Problem details
Copy each line of the entries below that contains the string "timed".

Dataset records
>>>

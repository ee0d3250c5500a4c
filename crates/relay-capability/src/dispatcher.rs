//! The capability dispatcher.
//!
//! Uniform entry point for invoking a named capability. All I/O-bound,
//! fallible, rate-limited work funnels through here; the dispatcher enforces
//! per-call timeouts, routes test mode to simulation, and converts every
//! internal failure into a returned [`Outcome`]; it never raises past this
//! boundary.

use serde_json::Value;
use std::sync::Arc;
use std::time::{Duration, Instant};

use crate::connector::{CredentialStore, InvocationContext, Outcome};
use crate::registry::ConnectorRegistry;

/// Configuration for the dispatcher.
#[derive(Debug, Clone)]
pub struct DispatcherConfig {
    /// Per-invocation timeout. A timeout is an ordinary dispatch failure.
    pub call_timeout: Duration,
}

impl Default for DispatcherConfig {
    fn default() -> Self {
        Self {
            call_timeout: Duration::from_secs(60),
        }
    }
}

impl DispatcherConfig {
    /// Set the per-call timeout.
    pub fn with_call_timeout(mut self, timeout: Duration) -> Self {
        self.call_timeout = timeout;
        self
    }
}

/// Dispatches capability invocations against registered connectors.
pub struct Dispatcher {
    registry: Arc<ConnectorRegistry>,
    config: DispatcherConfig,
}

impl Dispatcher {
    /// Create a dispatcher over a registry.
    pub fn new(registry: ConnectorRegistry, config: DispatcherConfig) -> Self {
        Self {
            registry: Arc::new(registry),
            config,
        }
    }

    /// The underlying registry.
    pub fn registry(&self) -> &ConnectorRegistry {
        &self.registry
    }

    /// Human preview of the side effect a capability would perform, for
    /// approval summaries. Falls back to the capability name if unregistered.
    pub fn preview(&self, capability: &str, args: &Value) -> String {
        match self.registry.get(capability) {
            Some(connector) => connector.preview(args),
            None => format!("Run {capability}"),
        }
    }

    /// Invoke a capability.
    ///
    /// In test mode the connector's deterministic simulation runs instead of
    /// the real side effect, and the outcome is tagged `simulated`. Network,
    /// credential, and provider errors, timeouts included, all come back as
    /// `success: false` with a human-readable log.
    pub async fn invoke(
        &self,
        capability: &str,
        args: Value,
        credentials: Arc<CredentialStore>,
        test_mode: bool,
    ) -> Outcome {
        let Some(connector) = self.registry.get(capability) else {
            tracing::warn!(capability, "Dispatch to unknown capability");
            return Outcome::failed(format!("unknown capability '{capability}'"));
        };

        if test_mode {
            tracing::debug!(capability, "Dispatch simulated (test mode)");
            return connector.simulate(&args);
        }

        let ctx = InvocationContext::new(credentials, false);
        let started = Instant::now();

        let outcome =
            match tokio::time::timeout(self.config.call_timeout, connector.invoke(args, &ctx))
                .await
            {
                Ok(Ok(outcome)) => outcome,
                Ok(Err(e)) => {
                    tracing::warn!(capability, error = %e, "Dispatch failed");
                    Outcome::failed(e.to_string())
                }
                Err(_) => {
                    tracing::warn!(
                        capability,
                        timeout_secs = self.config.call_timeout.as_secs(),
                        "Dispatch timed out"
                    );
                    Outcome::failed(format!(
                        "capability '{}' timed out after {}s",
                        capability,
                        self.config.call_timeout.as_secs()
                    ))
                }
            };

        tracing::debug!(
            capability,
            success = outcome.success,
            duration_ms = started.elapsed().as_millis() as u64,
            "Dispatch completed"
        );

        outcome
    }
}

<<<
>>>

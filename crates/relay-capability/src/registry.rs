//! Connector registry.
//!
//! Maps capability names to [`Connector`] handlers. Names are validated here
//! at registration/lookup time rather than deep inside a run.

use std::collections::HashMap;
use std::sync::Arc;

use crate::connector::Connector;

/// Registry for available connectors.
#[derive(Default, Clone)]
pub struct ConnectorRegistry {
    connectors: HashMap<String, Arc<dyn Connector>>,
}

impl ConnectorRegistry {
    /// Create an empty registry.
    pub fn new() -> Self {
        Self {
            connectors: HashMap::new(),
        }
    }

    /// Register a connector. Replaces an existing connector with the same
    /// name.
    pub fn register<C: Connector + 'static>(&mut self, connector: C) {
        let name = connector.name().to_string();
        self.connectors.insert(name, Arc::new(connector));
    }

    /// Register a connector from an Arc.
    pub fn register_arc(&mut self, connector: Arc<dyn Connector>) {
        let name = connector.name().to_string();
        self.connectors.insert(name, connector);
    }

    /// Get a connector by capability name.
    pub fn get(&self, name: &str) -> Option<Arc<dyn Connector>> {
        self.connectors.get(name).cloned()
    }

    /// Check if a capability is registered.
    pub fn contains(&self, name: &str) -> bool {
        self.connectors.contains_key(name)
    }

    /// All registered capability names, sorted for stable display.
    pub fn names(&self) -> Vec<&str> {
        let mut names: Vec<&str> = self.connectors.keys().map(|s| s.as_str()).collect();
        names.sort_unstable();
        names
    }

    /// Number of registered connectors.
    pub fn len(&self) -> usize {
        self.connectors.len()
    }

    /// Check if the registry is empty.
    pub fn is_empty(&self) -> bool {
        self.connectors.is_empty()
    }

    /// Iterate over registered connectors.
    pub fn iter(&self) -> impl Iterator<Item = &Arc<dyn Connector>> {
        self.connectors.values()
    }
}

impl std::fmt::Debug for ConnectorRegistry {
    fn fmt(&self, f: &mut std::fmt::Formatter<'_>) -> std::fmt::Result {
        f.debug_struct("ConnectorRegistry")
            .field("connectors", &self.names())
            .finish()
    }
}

<<<

Solution
                        "Dispatch timed out"
                        "capability '{}' timed out after {}s",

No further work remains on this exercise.